• _Prompt_: Report each line of the data that has "table" somewhere in it.

[Stored entries]
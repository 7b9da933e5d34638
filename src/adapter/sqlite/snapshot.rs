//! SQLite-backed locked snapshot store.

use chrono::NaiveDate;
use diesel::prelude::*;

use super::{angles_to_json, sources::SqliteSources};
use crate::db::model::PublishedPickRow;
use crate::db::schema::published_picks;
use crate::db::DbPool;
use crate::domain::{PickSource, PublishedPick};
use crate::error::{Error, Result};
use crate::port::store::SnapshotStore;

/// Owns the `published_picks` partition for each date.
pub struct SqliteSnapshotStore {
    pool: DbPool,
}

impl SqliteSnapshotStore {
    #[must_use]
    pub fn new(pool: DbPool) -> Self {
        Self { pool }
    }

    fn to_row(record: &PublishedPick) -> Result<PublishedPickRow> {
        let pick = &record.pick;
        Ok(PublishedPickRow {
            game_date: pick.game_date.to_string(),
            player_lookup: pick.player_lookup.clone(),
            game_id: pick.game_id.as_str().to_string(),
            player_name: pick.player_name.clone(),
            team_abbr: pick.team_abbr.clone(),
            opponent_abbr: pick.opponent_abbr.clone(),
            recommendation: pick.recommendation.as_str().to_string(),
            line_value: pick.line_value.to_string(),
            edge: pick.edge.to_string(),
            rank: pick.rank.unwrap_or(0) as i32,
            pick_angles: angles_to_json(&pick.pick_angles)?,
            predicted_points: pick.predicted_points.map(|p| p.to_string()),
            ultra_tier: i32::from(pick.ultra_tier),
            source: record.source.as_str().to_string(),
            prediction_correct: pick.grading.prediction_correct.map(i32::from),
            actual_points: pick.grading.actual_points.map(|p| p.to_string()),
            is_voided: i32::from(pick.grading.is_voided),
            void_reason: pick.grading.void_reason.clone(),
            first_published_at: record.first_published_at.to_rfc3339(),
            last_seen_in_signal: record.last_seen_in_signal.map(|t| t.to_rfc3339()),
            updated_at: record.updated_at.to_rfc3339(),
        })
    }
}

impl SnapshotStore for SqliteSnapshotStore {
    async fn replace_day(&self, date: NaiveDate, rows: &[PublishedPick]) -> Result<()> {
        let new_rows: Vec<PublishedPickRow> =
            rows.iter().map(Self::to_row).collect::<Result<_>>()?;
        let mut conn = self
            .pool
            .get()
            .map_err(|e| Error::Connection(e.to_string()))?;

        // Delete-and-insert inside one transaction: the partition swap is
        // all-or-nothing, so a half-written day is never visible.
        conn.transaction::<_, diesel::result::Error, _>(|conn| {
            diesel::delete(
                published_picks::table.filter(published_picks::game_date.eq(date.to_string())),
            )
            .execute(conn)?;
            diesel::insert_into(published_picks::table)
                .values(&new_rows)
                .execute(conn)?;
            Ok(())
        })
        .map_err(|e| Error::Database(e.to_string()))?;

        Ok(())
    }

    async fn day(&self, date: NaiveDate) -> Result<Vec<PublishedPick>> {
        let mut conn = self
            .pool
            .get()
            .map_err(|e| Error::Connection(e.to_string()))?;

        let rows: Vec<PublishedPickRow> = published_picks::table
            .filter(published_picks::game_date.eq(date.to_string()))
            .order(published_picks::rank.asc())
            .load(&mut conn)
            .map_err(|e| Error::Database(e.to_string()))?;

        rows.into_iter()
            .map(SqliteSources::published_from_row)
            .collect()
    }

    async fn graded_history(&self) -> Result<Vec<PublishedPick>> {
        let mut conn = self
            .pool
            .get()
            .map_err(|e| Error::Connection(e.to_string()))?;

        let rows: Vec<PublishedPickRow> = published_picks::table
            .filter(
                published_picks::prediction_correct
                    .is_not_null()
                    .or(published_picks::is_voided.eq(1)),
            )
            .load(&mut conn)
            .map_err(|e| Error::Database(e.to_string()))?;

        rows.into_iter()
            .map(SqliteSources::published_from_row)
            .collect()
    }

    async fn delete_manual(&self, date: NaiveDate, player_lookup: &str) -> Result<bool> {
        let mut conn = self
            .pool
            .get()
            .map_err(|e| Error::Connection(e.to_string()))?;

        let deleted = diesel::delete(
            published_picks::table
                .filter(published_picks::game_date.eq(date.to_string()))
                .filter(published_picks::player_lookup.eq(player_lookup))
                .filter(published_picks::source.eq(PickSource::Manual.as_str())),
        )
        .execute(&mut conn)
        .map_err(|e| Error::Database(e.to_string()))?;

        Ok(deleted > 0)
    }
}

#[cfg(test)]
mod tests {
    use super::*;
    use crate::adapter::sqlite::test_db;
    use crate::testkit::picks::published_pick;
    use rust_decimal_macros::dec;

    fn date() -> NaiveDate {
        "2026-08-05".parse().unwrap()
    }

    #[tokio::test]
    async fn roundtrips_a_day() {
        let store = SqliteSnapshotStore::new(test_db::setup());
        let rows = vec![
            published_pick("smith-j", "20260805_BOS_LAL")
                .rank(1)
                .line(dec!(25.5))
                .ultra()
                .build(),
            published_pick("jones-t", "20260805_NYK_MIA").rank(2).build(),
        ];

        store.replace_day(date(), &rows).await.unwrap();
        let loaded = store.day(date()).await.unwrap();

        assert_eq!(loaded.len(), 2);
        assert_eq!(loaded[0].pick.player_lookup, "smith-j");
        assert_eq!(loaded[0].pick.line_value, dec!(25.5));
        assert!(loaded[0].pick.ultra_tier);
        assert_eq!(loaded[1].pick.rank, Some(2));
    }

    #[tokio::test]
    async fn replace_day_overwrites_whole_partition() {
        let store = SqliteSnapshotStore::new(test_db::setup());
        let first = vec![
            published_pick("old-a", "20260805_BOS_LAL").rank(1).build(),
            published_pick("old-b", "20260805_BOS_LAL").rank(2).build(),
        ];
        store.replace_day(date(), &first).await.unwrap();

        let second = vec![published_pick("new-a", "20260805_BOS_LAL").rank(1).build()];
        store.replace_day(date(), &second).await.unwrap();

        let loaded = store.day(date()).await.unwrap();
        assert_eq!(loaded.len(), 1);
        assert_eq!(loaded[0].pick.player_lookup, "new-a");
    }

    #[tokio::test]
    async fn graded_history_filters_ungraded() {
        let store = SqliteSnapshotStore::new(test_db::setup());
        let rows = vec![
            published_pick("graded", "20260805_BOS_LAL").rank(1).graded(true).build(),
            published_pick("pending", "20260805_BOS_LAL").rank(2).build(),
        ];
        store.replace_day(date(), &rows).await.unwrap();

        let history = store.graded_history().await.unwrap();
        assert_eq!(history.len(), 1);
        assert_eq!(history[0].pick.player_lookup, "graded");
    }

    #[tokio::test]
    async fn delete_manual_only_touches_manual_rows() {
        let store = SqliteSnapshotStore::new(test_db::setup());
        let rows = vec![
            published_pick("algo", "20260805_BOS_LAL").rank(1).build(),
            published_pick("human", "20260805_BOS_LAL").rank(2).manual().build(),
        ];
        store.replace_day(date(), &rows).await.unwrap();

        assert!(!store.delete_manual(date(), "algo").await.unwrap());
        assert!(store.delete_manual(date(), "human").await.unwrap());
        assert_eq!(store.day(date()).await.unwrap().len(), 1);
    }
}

• _Written response_:
                published_picks::table.filter(published_picks::game_date.eq(date.to_string())),
            diesel::insert_into(published_picks::table)
        let rows: Vec<PublishedPickRow> = published_picks::table
        let rows: Vec<PublishedPickRow> = published_picks::table
            published_picks::table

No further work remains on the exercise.